++++ ENTRIES PROVIDED ++++
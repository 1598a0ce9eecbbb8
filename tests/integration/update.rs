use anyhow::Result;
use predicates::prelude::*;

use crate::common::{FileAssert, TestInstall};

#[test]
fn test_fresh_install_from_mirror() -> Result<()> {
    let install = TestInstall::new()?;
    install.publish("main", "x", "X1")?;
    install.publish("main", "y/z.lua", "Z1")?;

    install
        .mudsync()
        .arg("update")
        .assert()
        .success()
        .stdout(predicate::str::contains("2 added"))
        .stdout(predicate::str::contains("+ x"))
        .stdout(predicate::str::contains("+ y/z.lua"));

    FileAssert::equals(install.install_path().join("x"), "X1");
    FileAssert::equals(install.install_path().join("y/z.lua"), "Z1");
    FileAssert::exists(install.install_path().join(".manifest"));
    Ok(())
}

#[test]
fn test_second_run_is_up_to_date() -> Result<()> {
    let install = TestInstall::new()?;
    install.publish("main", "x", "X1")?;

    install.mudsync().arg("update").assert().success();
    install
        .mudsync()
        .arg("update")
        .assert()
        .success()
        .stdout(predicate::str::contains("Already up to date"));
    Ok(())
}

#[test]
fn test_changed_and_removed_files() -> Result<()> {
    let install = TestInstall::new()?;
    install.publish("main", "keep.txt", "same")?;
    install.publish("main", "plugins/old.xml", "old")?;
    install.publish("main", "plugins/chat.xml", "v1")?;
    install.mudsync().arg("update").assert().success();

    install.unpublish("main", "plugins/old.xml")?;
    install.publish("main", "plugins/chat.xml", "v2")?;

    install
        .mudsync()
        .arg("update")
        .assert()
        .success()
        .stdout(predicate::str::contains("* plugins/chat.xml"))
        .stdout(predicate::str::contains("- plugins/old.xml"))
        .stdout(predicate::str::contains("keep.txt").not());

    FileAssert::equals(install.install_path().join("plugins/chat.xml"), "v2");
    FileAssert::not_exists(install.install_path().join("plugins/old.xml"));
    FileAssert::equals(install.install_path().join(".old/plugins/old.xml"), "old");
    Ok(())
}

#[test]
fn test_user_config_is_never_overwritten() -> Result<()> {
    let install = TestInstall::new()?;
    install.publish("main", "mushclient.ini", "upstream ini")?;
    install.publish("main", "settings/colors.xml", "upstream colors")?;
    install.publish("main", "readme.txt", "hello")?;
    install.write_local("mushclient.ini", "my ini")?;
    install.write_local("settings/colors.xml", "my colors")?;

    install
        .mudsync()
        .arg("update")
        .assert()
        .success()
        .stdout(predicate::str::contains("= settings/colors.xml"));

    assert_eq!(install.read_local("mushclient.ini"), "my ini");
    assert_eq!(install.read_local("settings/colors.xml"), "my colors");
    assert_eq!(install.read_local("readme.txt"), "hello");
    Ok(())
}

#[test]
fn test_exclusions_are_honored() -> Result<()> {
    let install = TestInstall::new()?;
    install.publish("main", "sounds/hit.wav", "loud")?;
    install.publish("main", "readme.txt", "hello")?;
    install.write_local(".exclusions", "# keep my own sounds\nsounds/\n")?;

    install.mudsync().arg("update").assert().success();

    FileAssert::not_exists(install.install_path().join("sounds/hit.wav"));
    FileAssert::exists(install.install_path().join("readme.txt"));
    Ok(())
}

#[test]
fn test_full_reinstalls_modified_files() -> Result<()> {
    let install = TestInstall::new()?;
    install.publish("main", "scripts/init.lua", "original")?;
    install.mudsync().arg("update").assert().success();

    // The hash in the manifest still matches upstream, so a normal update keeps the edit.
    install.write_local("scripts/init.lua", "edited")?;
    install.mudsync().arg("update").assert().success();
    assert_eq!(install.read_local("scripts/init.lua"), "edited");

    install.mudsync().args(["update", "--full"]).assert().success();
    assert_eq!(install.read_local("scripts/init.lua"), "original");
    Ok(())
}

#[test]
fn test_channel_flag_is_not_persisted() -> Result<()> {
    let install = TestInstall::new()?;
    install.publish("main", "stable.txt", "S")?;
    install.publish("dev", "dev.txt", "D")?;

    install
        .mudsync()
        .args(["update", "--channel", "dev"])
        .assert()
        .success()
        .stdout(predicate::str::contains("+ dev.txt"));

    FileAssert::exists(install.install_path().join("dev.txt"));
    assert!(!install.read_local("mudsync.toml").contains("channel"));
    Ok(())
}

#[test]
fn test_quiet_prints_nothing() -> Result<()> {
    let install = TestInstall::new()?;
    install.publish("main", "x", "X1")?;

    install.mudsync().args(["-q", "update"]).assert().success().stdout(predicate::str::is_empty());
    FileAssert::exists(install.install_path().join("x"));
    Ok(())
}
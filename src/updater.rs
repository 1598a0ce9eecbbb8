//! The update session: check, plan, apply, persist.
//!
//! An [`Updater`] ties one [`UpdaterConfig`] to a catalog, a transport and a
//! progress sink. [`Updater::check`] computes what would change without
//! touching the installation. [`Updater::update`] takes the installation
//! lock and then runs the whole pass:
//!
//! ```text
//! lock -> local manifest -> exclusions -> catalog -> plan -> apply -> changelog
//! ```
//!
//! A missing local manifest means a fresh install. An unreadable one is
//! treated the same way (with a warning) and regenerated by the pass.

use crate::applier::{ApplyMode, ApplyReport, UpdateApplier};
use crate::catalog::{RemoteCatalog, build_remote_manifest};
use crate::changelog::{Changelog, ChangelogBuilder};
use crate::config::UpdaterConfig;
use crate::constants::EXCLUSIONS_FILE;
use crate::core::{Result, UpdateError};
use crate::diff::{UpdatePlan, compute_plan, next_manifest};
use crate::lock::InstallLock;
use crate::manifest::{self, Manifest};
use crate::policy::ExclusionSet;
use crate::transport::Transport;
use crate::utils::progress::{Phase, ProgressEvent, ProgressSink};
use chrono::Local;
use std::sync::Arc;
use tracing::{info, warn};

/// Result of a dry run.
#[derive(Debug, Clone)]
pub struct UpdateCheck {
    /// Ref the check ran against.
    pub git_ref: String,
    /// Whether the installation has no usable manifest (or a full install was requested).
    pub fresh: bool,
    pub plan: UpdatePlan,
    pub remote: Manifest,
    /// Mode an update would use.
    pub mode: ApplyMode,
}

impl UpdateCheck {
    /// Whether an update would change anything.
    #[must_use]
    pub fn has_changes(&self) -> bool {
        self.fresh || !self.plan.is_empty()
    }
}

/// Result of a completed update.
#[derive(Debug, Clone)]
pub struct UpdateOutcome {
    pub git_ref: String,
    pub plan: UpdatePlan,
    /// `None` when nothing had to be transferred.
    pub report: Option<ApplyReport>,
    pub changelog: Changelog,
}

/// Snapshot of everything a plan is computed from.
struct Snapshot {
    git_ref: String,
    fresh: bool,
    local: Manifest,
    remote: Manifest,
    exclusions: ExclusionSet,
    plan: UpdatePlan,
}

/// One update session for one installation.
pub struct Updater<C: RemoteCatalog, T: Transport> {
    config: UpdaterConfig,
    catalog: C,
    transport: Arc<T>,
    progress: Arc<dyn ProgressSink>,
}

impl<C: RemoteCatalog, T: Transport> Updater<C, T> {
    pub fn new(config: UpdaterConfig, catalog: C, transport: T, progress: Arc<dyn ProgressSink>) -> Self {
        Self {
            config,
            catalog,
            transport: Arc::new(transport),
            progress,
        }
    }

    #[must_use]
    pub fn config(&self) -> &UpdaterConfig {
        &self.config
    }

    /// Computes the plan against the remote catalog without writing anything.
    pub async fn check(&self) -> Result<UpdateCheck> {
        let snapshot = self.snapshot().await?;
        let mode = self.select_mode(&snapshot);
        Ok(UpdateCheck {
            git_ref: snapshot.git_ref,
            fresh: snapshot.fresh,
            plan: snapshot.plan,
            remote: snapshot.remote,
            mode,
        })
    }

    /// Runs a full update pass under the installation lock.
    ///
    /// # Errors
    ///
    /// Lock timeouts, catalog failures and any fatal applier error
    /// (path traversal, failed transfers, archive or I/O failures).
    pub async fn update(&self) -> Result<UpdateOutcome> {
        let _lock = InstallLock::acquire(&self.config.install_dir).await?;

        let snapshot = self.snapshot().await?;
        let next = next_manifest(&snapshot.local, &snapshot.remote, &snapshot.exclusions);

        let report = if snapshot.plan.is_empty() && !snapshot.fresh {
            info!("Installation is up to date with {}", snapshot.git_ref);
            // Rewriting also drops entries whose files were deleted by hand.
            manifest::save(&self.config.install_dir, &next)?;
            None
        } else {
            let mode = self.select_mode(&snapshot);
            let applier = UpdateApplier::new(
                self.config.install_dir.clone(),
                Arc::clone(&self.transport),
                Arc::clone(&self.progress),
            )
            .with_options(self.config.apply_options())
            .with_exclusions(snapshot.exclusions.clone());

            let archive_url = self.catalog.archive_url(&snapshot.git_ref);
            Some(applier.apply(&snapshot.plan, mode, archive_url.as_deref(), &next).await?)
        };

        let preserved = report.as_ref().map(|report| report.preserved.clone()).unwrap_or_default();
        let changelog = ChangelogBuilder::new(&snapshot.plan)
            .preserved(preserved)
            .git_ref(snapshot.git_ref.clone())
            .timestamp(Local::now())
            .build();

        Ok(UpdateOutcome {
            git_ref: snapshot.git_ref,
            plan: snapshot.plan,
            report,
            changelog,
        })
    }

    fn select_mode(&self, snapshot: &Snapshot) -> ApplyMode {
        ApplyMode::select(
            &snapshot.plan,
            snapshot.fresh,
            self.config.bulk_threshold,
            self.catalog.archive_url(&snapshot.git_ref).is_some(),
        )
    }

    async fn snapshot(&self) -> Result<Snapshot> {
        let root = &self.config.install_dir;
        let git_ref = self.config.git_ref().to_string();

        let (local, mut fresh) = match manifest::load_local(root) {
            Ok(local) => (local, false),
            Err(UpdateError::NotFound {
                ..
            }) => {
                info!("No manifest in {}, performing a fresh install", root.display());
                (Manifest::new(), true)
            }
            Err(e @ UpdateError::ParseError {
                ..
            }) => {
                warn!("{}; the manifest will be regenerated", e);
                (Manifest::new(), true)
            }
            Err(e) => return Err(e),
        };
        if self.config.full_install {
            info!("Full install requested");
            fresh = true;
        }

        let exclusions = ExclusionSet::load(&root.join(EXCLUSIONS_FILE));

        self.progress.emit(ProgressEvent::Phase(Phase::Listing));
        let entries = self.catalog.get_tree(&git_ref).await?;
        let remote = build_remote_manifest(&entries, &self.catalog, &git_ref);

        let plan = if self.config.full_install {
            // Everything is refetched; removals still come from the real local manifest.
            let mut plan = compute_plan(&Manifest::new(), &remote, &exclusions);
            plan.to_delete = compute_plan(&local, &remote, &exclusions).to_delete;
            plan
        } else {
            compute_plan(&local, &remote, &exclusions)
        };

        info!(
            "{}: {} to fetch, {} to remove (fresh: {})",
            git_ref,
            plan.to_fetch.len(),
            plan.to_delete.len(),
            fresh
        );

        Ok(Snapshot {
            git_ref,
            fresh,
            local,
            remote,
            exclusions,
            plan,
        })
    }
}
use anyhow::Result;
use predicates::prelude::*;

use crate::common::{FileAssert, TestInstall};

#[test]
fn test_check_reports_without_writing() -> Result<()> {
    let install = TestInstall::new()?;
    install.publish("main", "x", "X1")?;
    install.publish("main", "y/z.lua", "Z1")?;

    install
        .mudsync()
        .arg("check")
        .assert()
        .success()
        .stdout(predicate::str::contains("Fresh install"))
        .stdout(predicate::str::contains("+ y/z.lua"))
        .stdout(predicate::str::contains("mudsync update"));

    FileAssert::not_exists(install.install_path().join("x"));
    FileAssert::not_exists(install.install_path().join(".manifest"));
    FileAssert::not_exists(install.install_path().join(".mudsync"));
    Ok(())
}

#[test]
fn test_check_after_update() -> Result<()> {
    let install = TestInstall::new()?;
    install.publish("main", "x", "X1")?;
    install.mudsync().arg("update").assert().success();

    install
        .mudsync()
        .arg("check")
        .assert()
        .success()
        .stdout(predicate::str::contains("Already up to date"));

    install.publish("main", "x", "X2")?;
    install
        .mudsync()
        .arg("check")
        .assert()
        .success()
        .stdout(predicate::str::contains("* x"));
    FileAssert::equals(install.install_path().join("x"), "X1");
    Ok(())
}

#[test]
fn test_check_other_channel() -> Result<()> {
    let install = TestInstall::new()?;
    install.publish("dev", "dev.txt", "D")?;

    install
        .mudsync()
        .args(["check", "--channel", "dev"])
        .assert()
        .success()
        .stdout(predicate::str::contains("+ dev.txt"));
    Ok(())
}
++++
- **ABOUT THIS TASK**: Whenever the word "ApplyMode" turns up in a line of the listing above, copy the line.

- **EXERCISE SOLUTION**:
use crate::applier::{ApplyMode, ApplyReport, UpdateApplier};
    pub mode: ApplyMode,
    fn select_mode(&self, snapshot: &Snapshot) -> ApplyMode {
        ApplyMode::select(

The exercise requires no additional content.